Dalam pelaporannya itu secara keseluruhan DKPP menjatuhkan sanksi Peringatan Keras kepada Ketua KPUD Sangihe, Elysee Philby Sinadia dan dua orang anggota komisioner, Tommy Mamuaya dan Iklam Patonaung serta Pemberhentian Tetap dari Jabatan Kasubbag Teknis dan Hubungan Partisipasi Masyarakat KPU Kab. Kep. Sangihe.
“Saya menduga ini ada unsur balas dendam karena saya melaporkan beberapa komisioner KPU ke DKPP. Sehingga itu satu yang saya jadikan alat bukti putusan DKPP, bahwa waktu itu yang saya sampaikan bukan kesalahan saya, saya hanya menegakan kebenaran, dan bukti di DKPP mereka terbukti bersalah diberikan peringatan sanksi.
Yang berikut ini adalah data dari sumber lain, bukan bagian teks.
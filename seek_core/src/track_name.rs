//! Extracts the track name from a music file name.

use once_cell::sync::Lazy;
use regex::Regex;

const AUDIO_EXTENSION: &str = r"\.(?i:mp3|flac|m4a|opus|wav|aiff)$";

/// Common file name layouts, most specific first. Each captures the track as `track`.
const LAYOUTS: [&str; 9] = [
    // Artist - Album - 01 - Track
    r"^(.+?)\s-\s(.+?)\s-\s(\d{2}(?:-\d{2})?)\s-\s(?P<track>.+?)",
    // 01-02. Artist - Track
    r"^(\d{1,3})-(\d{1,3})\.?(.+?)\s*-\s*(?P<track>.+?)",
    // 01-02. Track
    r"^(\d{1,3})-(\d{1,3})\.?(?P<track>.+?)",
    // 01 - Artist - Track
    r"^(\d{1,3})\s*-\s*(.+?)\s*-\s*(?P<track>.+?)",
    // 01. Artist - Track
    r"^(\d{1,3})\s*(.+?)[-.]\s*(?P<track>.+?)",
    // 01. Track
    r"^(\d{1,3})\s*[-.]\s*(?P<track>.+?)",
    // 01 Track
    r"^(\d{1,3})\s+(?P<track>.+?)",
    // Artist - Track
    r"^(.+?)\s*-\s*(?P<track>.+?)",
    r"^(?P<track>.+?)",
];

static TRACK_PATTERNS: Lazy<Vec<Regex>> = Lazy::new(|| {
    LAYOUTS
        .iter()
        .filter_map(|layout| Regex::new(&format!("{layout}{AUDIO_EXTENSION}")).ok())
        .collect()
});

/// A bracketed video id such as `[dQw4w9WgXcQ]` right before the extension.
static VIDEO_ID: Lazy<Option<Regex>> = Lazy::new(|| {
    Regex::new(&format!(
        r"\[?(?P<id>[A-Za-z0-9\-]{{8,11}})\](?P<ext>{AUDIO_EXTENSION})"
    ))
    .ok()
});

/// The track name of `file_name`, which may be a full local or remote path.
///
/// Returns `None` for non-audio files and for names that carry no track at all.
///
/// # Examples
///
/// ```
/// use seek_core::track_name::track_name;
///
/// assert_eq!(track_name("Music\\Album\\01 - Intro.flac").as_deref(), Some("Intro"));
/// assert_eq!(track_name("cover.jpg"), None);
/// ```
pub fn track_name(file_name: &str) -> Option<String> {
    let basename = file_name.rsplit(['\\', '/']).next().unwrap_or(file_name);
    let normalized = strip_video_id(&basename.replace('–', "-").replace('_', " "));

    TRACK_PATTERNS.iter().find_map(|pattern| {
        let track = pattern.captures(&normalized)?.name("track")?.as_str();
        let bare = track.replace(['-', '(', ')', '[', ']'], "");
        if bare.trim().is_empty() {
            None
        } else {
            Some(track.trim().to_string())
        }
    })
}

fn strip_video_id(name: &str) -> String {
    let Some(captures) = VIDEO_ID.as_ref().and_then(|re| re.captures(name)) else {
        return name.to_string();
    };
    let (Some(whole), Some(id), Some(ext)) =
        (captures.get(0), captures.name("id"), captures.name("ext"))
    else {
        return name.to_string();
    };

    let id = id.as_str();
    let generated = id.chars().any(|c| c.is_ascii_digit())
        && id.chars().any(|c| c.is_ascii_uppercase())
        && id.chars().any(|c| c.is_ascii_lowercase());
    if !generated {
        return name.to_string();
    }
    format!("{}{}", &name[..whole.start()], ext.as_str())
}

#[cfg(test)]
mod tests {
    use super::*;

    #[test]
    fn test_numbered_layouts() {
        assert_eq!(track_name("01 - Track One.flac").as_deref(), Some("Track One"));
        assert_eq!(track_name("07. Closing Time.mp3").as_deref(), Some("Closing Time"));
        assert_eq!(track_name("12 Encore.opus").as_deref(), Some("Encore"));
        assert_eq!(
            track_name("03 - Artist X - Hidden Track.m4a").as_deref(),
            Some("Hidden Track")
        );
        assert_eq!(
            track_name("01-03. Artist X - Disc Song.flac").as_deref(),
            Some("Disc Song")
        );
    }

    #[test]
    fn test_named_layouts() {
        assert_eq!(
            track_name("Artist X - Album Y - 04 - Deep Cut.flac").as_deref(),
            Some("Deep Cut")
        );
        assert_eq!(track_name("Artist X - Single.mp3").as_deref(), Some("Single"));
        assert_eq!(track_name("Just A Song.WAV").as_deref(), Some("Just A Song"));
    }

    #[test]
    fn test_paths_and_separators() {
        assert_eq!(
            track_name("Share\\Artist X\\Album Y\\02_-_Under_Score.mp3").as_deref(),
            Some("Under Score")
        );
        assert_eq!(
            track_name("/music/Artist X/01 – Long Dash.flac").as_deref(),
            Some("Long Dash")
        );
    }

    #[test]
    fn test_video_id_removed() {
        assert_eq!(
            track_name("Artist X - Song [dQw4w9WgXcQ].mp3").as_deref(),
            Some("Song")
        );
        // Without mixed case and digits the brackets are part of the title.
        assert_eq!(
            track_name("Artist X - Song [acoustic].mp3").as_deref(),
            Some("Song [acoustic]")
        );
    }

    #[test]
    fn test_no_track() {
        assert_eq!(track_name("cover.jpg"), None);
        assert_eq!(track_name("-.mp3"), None);
        assert_eq!(track_name("(  ).flac"), None);
        assert_eq!(track_name(""), None);
    }
}
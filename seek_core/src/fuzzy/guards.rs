use std::collections::BTreeSet;

use super::token::full_process;

/// Words that mark an alternative take of a track.
const VERSION_QUALIFIERS: [&str; 21] = [
    "acoustic",
    "bootleg",
    "club",
    "cover",
    "demo",
    "dub",
    "edit",
    "extended",
    "instrumental",
    "karaoke",
    "live",
    "mix",
    "remaster",
    "remastered",
    "remix",
    "reprise",
    "rework",
    "radio",
    "unplugged",
    "version",
    "vip",
];

/// Checks that both strings contain the same runs of digits in the same order.
///
/// Leading zeros are ignored, so `"01"` equals `"1"`. Returns `false` when either side is
/// blank.
pub fn exact_number_match(a: &str, b: &str) -> bool {
    if a.trim().is_empty() || b.trim().is_empty() {
        return false;
    }
    digit_runs(a) == digit_runs(b)
}

fn digit_runs(input: &str) -> Vec<&str> {
    input
        .split(|c: char| !c.is_ascii_digit())
        .filter(|run| !run.is_empty())
        .map(|run| {
            let trimmed = run.trim_start_matches('0');
            if trimmed.is_empty() { "0" } else { trimmed }
        })
        .collect()
}

/// Checks that every version qualifier in `candidate` also appears in `target`.
pub fn version_qualifiers_match(target: &str, candidate: &str) -> bool {
    let wanted = version_qualifiers(target);
    version_qualifiers(candidate).is_subset(&wanted)
}

fn version_qualifiers(input: &str) -> BTreeSet<&'static str> {
    let processed = full_process(input);
    processed
        .split(' ')
        .filter_map(|token| VERSION_QUALIFIERS.iter().find(|q| **q == token).copied())
        .collect()
}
Artinya ini bukan fitnah, tapi kebenaran masak saya sementara menegakan kebenaran dipersulit seperti ini,” ungkap Seba.
Dia menekankan berhenti dari anggota komisioner adalah haknya sebagai warga negara, selama itu tidak bertentangan dengan hukum. Selain itu juga statusnya sudah tidak jelas di KPUD Sangihe, sebab itu ia menyatakan mundur, kerena sebelumnya ia sudah tidak dilibatkan dalam berbagai kegiatan penyelenggara. Ia pun sudah membekukan rekeningnya dan mengembalikan kendaraan operasional KPU.
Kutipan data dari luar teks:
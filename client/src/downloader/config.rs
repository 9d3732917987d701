use std::path::PathBuf;
use std::time::Duration;

use crate::tags::TagPolicy;

/// Faults after which a peer's candidates are skipped for the rest of the run.
pub const PEER_FAULT_LIMIT: usize = 10;

/// Free space the download volume must keep, in megabytes.
pub const DEFAULT_MIN_FREE_SPACE_MB: u64 = 20_000;

/// Poll intervals and time limits used by the engine.
#[derive(Debug, Clone)]
pub struct EngineTimings {
    /// How often a blocked disk-space gate re-checks free space.
    pub disk_poll: Duration,
    /// How often a worker waiting on a peer lock refreshes its status.
    pub peer_poll: Duration,
    /// A transfer whose percentage does not move for this long is cancelled.
    pub stall_timeout: Duration,
    /// A transfer running longer than this is cancelled regardless of progress.
    pub hard_timeout: Duration,
    /// Poll interval of [`Downloader::wait_until_idle`](super::Downloader::wait_until_idle).
    pub idle_poll: Duration,
    pub report_interval: Duration,
    /// How long a cancelled transfer gets to wind down before the worker moves on.
    pub cancel_grace: Duration,
}

impl Default for EngineTimings {
    fn default() -> Self {
        Self {
            disk_poll: Duration::from_secs(5),
            peer_poll: Duration::from_secs(1),
            stall_timeout: Duration::from_secs(30),
            hard_timeout: Duration::from_secs(5 * 60),
            idle_poll: Duration::from_millis(100),
            report_interval: Duration::from_secs(1),
            cancel_grace: Duration::from_secs(1),
        }
    }
}

/// Everything the engine needs to know, already resolved from the command line.
#[derive(Debug, Clone)]
pub struct EngineOptions {
    /// Root of the download tree. `None` means `./downloads`.
    pub download_dir: Option<PathBuf>,
    /// Maximum number of live workers.
    pub thread_count: usize,
    /// Archive file shared across runs. `None` keeps the archive in memory only.
    pub archive_path: Option<PathBuf>,
    /// Buffer small transfers in memory instead of a `.bak` file.
    pub in_memory: bool,
    /// Transfers smaller than this many bytes are buffered in memory.
    pub in_memory_max_bytes: u64,
    pub min_free_space_mb: u64,
    pub tags: TagPolicy,
    pub timings: EngineTimings,
}

impl Default for EngineOptions {
    fn default() -> Self {
        Self {
            download_dir: None,
            thread_count: 10,
            archive_path: None,
            in_memory: false,
            in_memory_max_bytes: 50 * 1024 * 1024,
            min_free_space_mb: DEFAULT_MIN_FREE_SPACE_MB,
            tags: TagPolicy::default(),
            timings: EngineTimings::default(),
        }
    }
}

impl EngineOptions {
    pub fn min_free_space_bytes(&self) -> u64 {
        self.min_free_space_mb.saturating_mul(1024 * 1024)
    }
}
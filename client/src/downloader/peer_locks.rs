use std::sync::Arc;
use std::time::{Duration, Instant};

use dashmap::DashMap;
use tokio::sync::{Mutex, OwnedMutexGuard};
use tokio_util::sync::CancellationToken;

/// Held while transferring from a peer. Dropping it releases the peer.
pub type PeerLockGuard = OwnedMutexGuard<()>;

/// One lock per peer, created on first use and kept for the whole run.
#[derive(Default)]
pub struct PeerLocks {
    locks: DashMap<String, Arc<Mutex<()>>>,
}

impl PeerLocks {
    fn lock_for(&self, peer: &str) -> Arc<Mutex<()>> {
        self.locks
            .entry(peer.to_string())
            .or_insert_with(|| Arc::new(Mutex::new(())))
            .value()
            .clone()
    }

    /// Waits for exclusive access to `peer`.
    ///
    /// `on_wait` is called every `poll` while the lock is held elsewhere, with the time
    /// waited so far. Returns `None` if `stop` fires first.
    pub async fn acquire(
        &self,
        peer: &str,
        stop: &CancellationToken,
        poll: Duration,
        mut on_wait: impl FnMut(Duration),
    ) -> Option<PeerLockGuard> {
        let lock = self.lock_for(peer);
        if let Ok(guard) = lock.clone().try_lock_owned() {
            return Some(guard);
        }

        let started = Instant::now();
        let acquire = lock.lock_owned();
        tokio::pin!(acquire);
        let mut ticker = tokio::time::interval_at(tokio::time::Instant::now() + poll, poll);

        loop {
            tokio::select! {
                biased;
                _ = stop.cancelled() => return None,
                guard = &mut acquire => return Some(guard),
                _ = ticker.tick() => on_wait(started.elapsed()),
            }
        }
    }

    /// Number of peers seen so far.
    pub fn len(&self) -> usize {
        self.locks.len()
    }

    pub fn is_empty(&self) -> bool {
        self.locks.is_empty()
    }
}

#[cfg(test)]
mod tests {
    use super::*;

    #[tokio::test]
    async fn test_concurrent_first_touch_shares_one_lock() {
        let locks = Arc::new(PeerLocks::default());
        let mut handles = Vec::new();
        for _ in 0..16 {
            let locks = locks.clone();
            handles.push(tokio::spawn(async move { locks.lock_for("alice") }));
        }
        let mut seen = Vec::new();
        for handle in handles {
            seen.push(handle.await.unwrap());
        }
        assert!(seen.windows(2).all(|w| Arc::ptr_eq(&w[0], &w[1])));
        assert_eq!(locks.len(), 1);
    }

    #[tokio::test]
    async fn test_second_holder_waits_and_reports() {
        let locks = PeerLocks::default();
        let stop = CancellationToken::new();
        let first = locks
            .acquire("alice", &stop, Duration::from_millis(10), |_| {})
            .await
            .unwrap();

        let mut waits = 0;
        let release = async {
            tokio::time::sleep(Duration::from_millis(45)).await;
            drop(first);
        };
        let second = locks.acquire("alice", &stop, Duration::from_millis(10), |_| waits += 1);
        let (_, second) = tokio::join!(release, second);

        assert!(second.is_some());
        assert!(waits >= 2);
    }

    #[tokio::test]
    async fn test_other_peers_do_not_block() {
        let locks = PeerLocks::default();
        let stop = CancellationToken::new();
        let _alice = locks
            .acquire("alice", &stop, Duration::from_millis(10), |_| {})
            .await
            .unwrap();
        let bob = tokio::time::timeout(
            Duration::from_millis(50),
            locks.acquire("bob", &stop, Duration::from_millis(10), |_| {}),
        )
        .await;
        assert!(matches!(bob, Ok(Some(_))));
    }

    #[tokio::test]
    async fn test_stop_abandons_wait() {
        let locks = PeerLocks::default();
        let stop = CancellationToken::new();
        let _held = locks
            .acquire("alice", &stop, Duration::from_millis(10), |_| {})
            .await
            .unwrap();

        let stopper = stop.clone();
        tokio::spawn(async move {
            tokio::time::sleep(Duration::from_millis(20)).await;
            stopper.cancel();
        });
        let waited = locks
            .acquire("alice", &stop, Duration::from_millis(10), |_| {})
            .await;
        assert!(waited.is_none());
    }
}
“Kenapa saya berani melakukan itu karena saya yakin bahwa saya menyatakan mengundurkan berhenti adalah hak saya. Rekening saya sudah ditutup, kendaraan dikembalikan bahkan sebelum itu juga saya sudah tidak dilibatkan dalam setiap kegiatan. Berangkat Manado saja tidak bisa, di sini tidak dilibatkan. Saya adalah komisioner KPU kok hak saya tidak ditemukan, sehingga tanggal 8 Juli 2023 saya menyatakan berhenti dan tanggal 9 saya daftar sebagai Bacaleg dan saya sadar waktu itu saya bukan komisioner KPU lagi, sementara KPU menyatakan saya masih komisioner. Jadi, kelihatan saya menduga ini ada hal subjektif yang sengaja menjanggal kita untuk supaya tidak memenuhi syarat,” Jelasnya.
Sementara itu Elysee Philby Sinadia, Ketua KPUD Sangihe mengatakan yang dilakukan KPUD Sangihe adalah sesuai dengan ketentuan aturan PKPU 10 tahun 2023 Pasal 17 dimana penyelenggara Pemilu dalam pengajuan Bakal Calon harus mengantongi SK Pemberhentian.
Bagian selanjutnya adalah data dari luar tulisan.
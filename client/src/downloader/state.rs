use std::collections::VecDeque;
use std::fmt;
use std::sync::Arc;
use std::sync::atomic::{AtomicUsize, Ordering};
use std::time::{Duration, Instant};

use dashmap::DashMap;
use seek_core::SearchGroup;
use seek_network::PeerNetwork;
use tokio::sync::{Mutex, Semaphore};
use tokio_util::sync::CancellationToken;

use super::admission::DiskGate;
use super::config::EngineOptions;
use super::peer_locks::PeerLocks;
use crate::storage::{ArchiveStore, IgnoreSet, LibraryListing, Storage};

/// Everything shared between the orchestrator and its workers.
///
/// One instance lives for the whole batch. Workers get it through an `Arc` and
/// only touch the registries, each of which is safe to use concurrently.
pub struct Engine {
    /// The network collaborator all searches and transfers go through.
    pub network: Arc<dyn PeerNetwork>,
    pub options: EngineOptions,
    /// The download root.
    pub storage: Storage,
    /// Transfers committed by this and earlier runs.
    pub archive: ArchiveStore,
    /// Basenames accepted during this run.
    pub ignore: IgnoreSet,
    /// Cached listing of the download tree.
    pub listing: LibraryListing,
    pub peer_locks: PeerLocks,
    pub progress: ProgressRegistry,
    pub tallies: FaultTally,
    pub counters: Counters,
    pub disk: DiskGate,
    /// One permit per live worker.
    pub slots: Arc<Semaphore>,
    /// Groups waiting for a worker slot, in arrival order.
    pub queue: Mutex<VecDeque<SearchGroup>>,
    pub active_workers: AtomicUsize,
    pub next_worker_id: AtomicUsize,
    /// Label of the search the batch driver is running.
    pub current_search: Mutex<String>,
    /// Root stop signal. Every transfer runs under a child of it.
    pub stop: CancellationToken,
}

/// Where a transfer is being buffered.
#[derive(Clone, Copy, PartialEq, Eq, Debug)]
pub enum BufferMode {
    Memory,
    Disk,
}

impl fmt::Display for BufferMode {
    fn fmt(&self, f: &mut fmt::Formatter<'_>) -> fmt::Result {
        match self {
            BufferMode::Memory => write!(f, "memory"),
            BufferMode::Disk => write!(f, "disk"),
        }
    }
}

/// What a worker is doing right now.
#[derive(Clone, PartialEq, Debug)]
pub enum WorkerStatus {
    Starting,
    WaitingForDiskSpace,
    WaitingOnPeer { peer: String, waited: Duration },
    Downloading,
    Validating,
    Accepted,
    SkippedDuplicate,
    IgnoredPeer(String),
    TagMismatch,
    Faulted(String),
}

impl fmt::Display for WorkerStatus {
    fn fmt(&self, f: &mut fmt::Formatter<'_>) -> fmt::Result {
        match self {
            WorkerStatus::Starting => write!(f, "Starting"),
            WorkerStatus::WaitingForDiskSpace => write!(f, "Waiting for free disk space"),
            WorkerStatus::WaitingOnPeer { peer, waited } => {
                write!(f, "Waiting on peer {} ({}s)", peer, waited.as_secs())
            }
            WorkerStatus::Downloading => write!(f, "Downloading"),
            WorkerStatus::Validating => write!(f, "Checking tags"),
            WorkerStatus::Accepted => write!(f, "Downloaded"),
            WorkerStatus::SkippedDuplicate => write!(f, "Already downloaded"),
            WorkerStatus::IgnoredPeer(peer) => write!(f, "Ignoring peer {}", peer),
            WorkerStatus::TagMismatch => write!(f, "Incorrect tags"),
            WorkerStatus::Faulted(reason) => write!(f, "Failed: {}", reason),
        }
    }
}

/// The live state of one worker, as shown by the reporter.
#[derive(Clone, Debug)]
pub struct ProgressRecord {
    pub worker_id: usize,
    pub filename: String,
    /// Rounded percentage of the current transfer.
    pub percent: u8,
    /// Bytes per second.
    pub average_speed: f64,
    pub last_updated: Instant,
    pub status: WorkerStatus,
    pub buffer_mode: Option<BufferMode>,
    /// 1-based index of the candidate being processed.
    pub candidate_index: usize,
    pub candidate_total: usize,
}

impl ProgressRecord {
    fn new(worker_id: usize, candidate_total: usize) -> Self {
        Self {
            worker_id,
            filename: String::new(),
            percent: 0,
            average_speed: 0.0,
            last_updated: Instant::now(),
            status: WorkerStatus::Starting,
            buffer_mode: None,
            candidate_index: 0,
            candidate_total,
        }
    }
}

/// Progress records of all live workers, keyed by worker id.
#[derive(Default)]
pub struct ProgressRegistry {
    records: DashMap<usize, ProgressRecord>,
}

impl ProgressRegistry {
    pub fn register(&self, worker_id: usize, candidate_total: usize) {
        self.records
            .insert(worker_id, ProgressRecord::new(worker_id, candidate_total));
    }

    pub fn remove(&self, worker_id: usize) {
        self.records.remove(&worker_id);
    }

    /// Moves a worker on to its next candidate.
    pub fn start_candidate(&self, worker_id: usize, index: usize, filename: &str) {
        if let Some(mut record) = self.records.get_mut(&worker_id) {
            record.candidate_index = index;
            record.filename = filename.to_string();
            record.percent = 0;
            record.average_speed = 0.0;
            record.buffer_mode = None;
            record.last_updated = Instant::now();
        }
    }

    pub fn set_status(&self, worker_id: usize, status: WorkerStatus) {
        if let Some(mut record) = self.records.get_mut(&worker_id) {
            record.status = status;
            record.last_updated = Instant::now();
        }
    }

    pub fn set_buffer_mode(&self, worker_id: usize, mode: BufferMode) {
        if let Some(mut record) = self.records.get_mut(&worker_id) {
            record.buffer_mode = Some(mode);
            record.last_updated = Instant::now();
        }
    }

    /// Stores a progress report. The timestamp only moves when the percentage does.
    pub fn record_progress(&self, worker_id: usize, percent: u8, average_speed: f64) {
        if let Some(mut record) = self.records.get_mut(&worker_id) {
            record.average_speed = average_speed;
            if record.percent != percent {
                record.percent = percent;
                record.last_updated = Instant::now();
            }
        }
    }

    pub fn get(&self, worker_id: usize) -> Option<ProgressRecord> {
        self.records.get(&worker_id).map(|r| r.value().clone())
    }

    /// Copies every record, ordered by worker id.
    pub fn snapshot(&self) -> Vec<ProgressRecord> {
        let mut records: Vec<ProgressRecord> =
            self.records.iter().map(|r| r.value().clone()).collect();
        records.sort_by_key(|r| r.worker_id);
        records
    }

    pub fn len(&self) -> usize {
        self.records.len()
    }

    pub fn is_empty(&self) -> bool {
        self.records.is_empty()
    }
}

/// Run-wide counters exposed to the caller.
#[derive(Default)]
pub struct Counters {
    pub total_terms: AtomicUsize,
    pub seeked: AtomicUsize,
    pub succeeded: AtomicUsize,
    pub skipped_duplicate: AtomicUsize,
    pub mismatched_tags: AtomicUsize,
    pub downloaded: AtomicUsize,
}

/// A point-in-time copy of [`Counters`].
#[derive(Clone, Copy, Debug, Default, PartialEq, Eq)]
pub struct CounterSnapshot {
    pub total_terms: usize,
    pub seeked: usize,
    pub succeeded: usize,
    pub skipped_duplicate: usize,
    pub mismatched_tags: usize,
    pub downloaded: usize,
}

impl Counters {
    pub fn snapshot(&self) -> CounterSnapshot {
        CounterSnapshot {
            total_terms: self.total_terms.load(Ordering::Relaxed),
            seeked: self.seeked.load(Ordering::Relaxed),
            succeeded: self.succeeded.load(Ordering::Relaxed),
            skipped_duplicate: self.skipped_duplicate.load(Ordering::Relaxed),
            mismatched_tags: self.mismatched_tags.load(Ordering::Relaxed),
            downloaded: self.downloaded.load(Ordering::Relaxed),
        }
    }
}

/// Why a candidate's transfer was abandoned.
#[derive(Clone, Debug, PartialEq, Eq)]
pub enum TransferFault {
    /// The network reported an error.
    Network(String),
    Cancelled,
    Stalled(Duration),
    TimedOut(Duration),
    SizeMismatch { expected: u64, actual: u64 },
    MalformedPath(String),
    Io(String),
}

impl fmt::Display for TransferFault {
    fn fmt(&self, f: &mut fmt::Formatter<'_>) -> fmt::Result {
        match self {
            TransferFault::Network(msg) => write!(f, "{}", msg),
            TransferFault::Cancelled => write!(f, "Transfer cancelled"),
            TransferFault::Stalled(after) => {
                write!(f, "Transfer stalled for {}s", after.as_secs())
            }
            TransferFault::TimedOut(after) => {
                write!(f, "Transfer exceeded {}s", after.as_secs())
            }
            // The sizes are left out so equal faults share one tally entry.
            TransferFault::SizeMismatch { .. } => write!(f, "Downloaded size does not match"),
            TransferFault::MalformedPath(path) => write!(f, "Malformed remote path: {}", path),
            TransferFault::Io(msg) => write!(f, "I/O error: {}", msg),
        }
    }
}

impl TransferFault {
    /// False for failures on the local side, which say nothing about the peer.
    pub fn is_peer_fault(&self) -> bool {
        !matches!(self, TransferFault::Io(_))
    }
}

impl std::error::Error for TransferFault {}

/// Increment-only error and per-peer fault counts.
#[derive(Default)]
pub struct FaultTally {
    errors: DashMap<String, usize>,
    peers: DashMap<String, usize>,
}

impl FaultTally {
    pub fn record_error(&self, message: &str) {
        *self.errors.entry(message.to_string()).or_insert(0) += 1;
    }

    /// Tallies `fault`, counting it against `peer` unless it happened locally.
    pub fn record_fault(&self, peer: &str, fault: &TransferFault) {
        self.record_error(&fault.to_string());
        if fault.is_peer_fault() {
            *self.peers.entry(peer.to_string()).or_insert(0) += 1;
        }
    }

    pub fn peer_faults(&self, peer: &str) -> usize {
        self.peers.get(peer).map(|count| *count).unwrap_or(0)
    }

    /// The `limit` most frequent errors, most frequent first.
    pub fn top_errors(&self, limit: usize) -> Vec<(String, usize)> {
        let mut errors: Vec<(String, usize)> = self
            .errors
            .iter()
            .map(|e| (e.key().clone(), *e.value()))
            .collect();
        errors.sort_by(|a, b| b.1.cmp(&a.1).then_with(|| a.0.cmp(&b.0)));
        errors.truncate(limit);
        errors
    }

    pub fn total_errors(&self) -> usize {
        self.errors.iter().map(|e| *e.value()).sum()
    }
}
“Pengajuan bakal calon itu ada di tanggal 10 sampai 14 Mei 2023, yang seharusnya SK Pemberhentian itu sudah harus dipegang oleh Bakal Calon, tetapi oleh pak Jeck Seba waktu itu sebagai penyelenggara Pemilu. Beliau memang punya etikat baik mengurus SK Pemberhentian itu dan dalam prosesnya sampai dengan kemarin di pencermatan yang harus kami tunggu adalah SK Pemberhentian,” kata Sinadia, Senin (14/08/2023).
Elysee Philby Sinadia menegaskan bahwa pihaknya tidak memiliki kewenangan untuk memaksa KPU Pusat dalam mengeluarkan Surat Keputusan (SK) pemberhentian Jeck Stephen Seba. Hal ini merupakan wewenang mutlak KPU Pusat sebagai lembaga yang memiliki yurisdiksi dalam pemberian SK pemberhentian anggota komisioner.
“SK Pemberhentian itu tak kunjung datang dan itu merupakan kewenangan KPU RI bukan KPU Kabupaten. Jadi memang sebelum diadakan sengketa proses dan mediasi, kami membangun komunikasi dengan KPU Provinsi karena hirarkinya harus lewat KPU Provinsi, nanti mereka yang akan meneruskan. KPU Provinsi juga mempunyai jawaban yang sama, menunggu dari KPU RI. Untuk keterlambatannya mengapa dia tidak datang itu ada dalam domainnya KPU RI,” kata dia.
Sementara terkait adanya isu yang berkaitan dengan sanksi DKPP kepada komisioner KPU, Sinadia menegaskan itu tidak ada kaitannya. Ia menerangkan bahwa sanksi DKPP kepada mereka berkaitan dengan ketidakprofesionalan bukan persoalan manipulasi data pemilu yang saat itu dituduhkan.
“Substansi dari putusan itu sebenarnya kepada kami yang dijatuhkan putusan pemberhentian kepada kasubag dan kami mendapat peringatan keras, sebenarnya substansi dari DKPP itu adalah kita tidak profesional dalam menjalankan tugas, bukan manipulasi data. Putusan itu, itu yang harus kita ingatkan dan saya kira tidak berkaitan dengan itu tetapi memang proses untuk SK Pemberhentian itu, itu yang menjadi substansi kita hari ini. Itu sekali lagi adalah kewenangan KPU RI,” Jelas dia.
SInadia juga mengatakan bahwa semoga lewat sidang ajudikasis sengketa proses dapat menemukan solusi. “Saya kira terserah Bawaslu untuk memutuskan. Kalau ada putusan, itu yang akan kami tindak lanjuti. pungkas dia.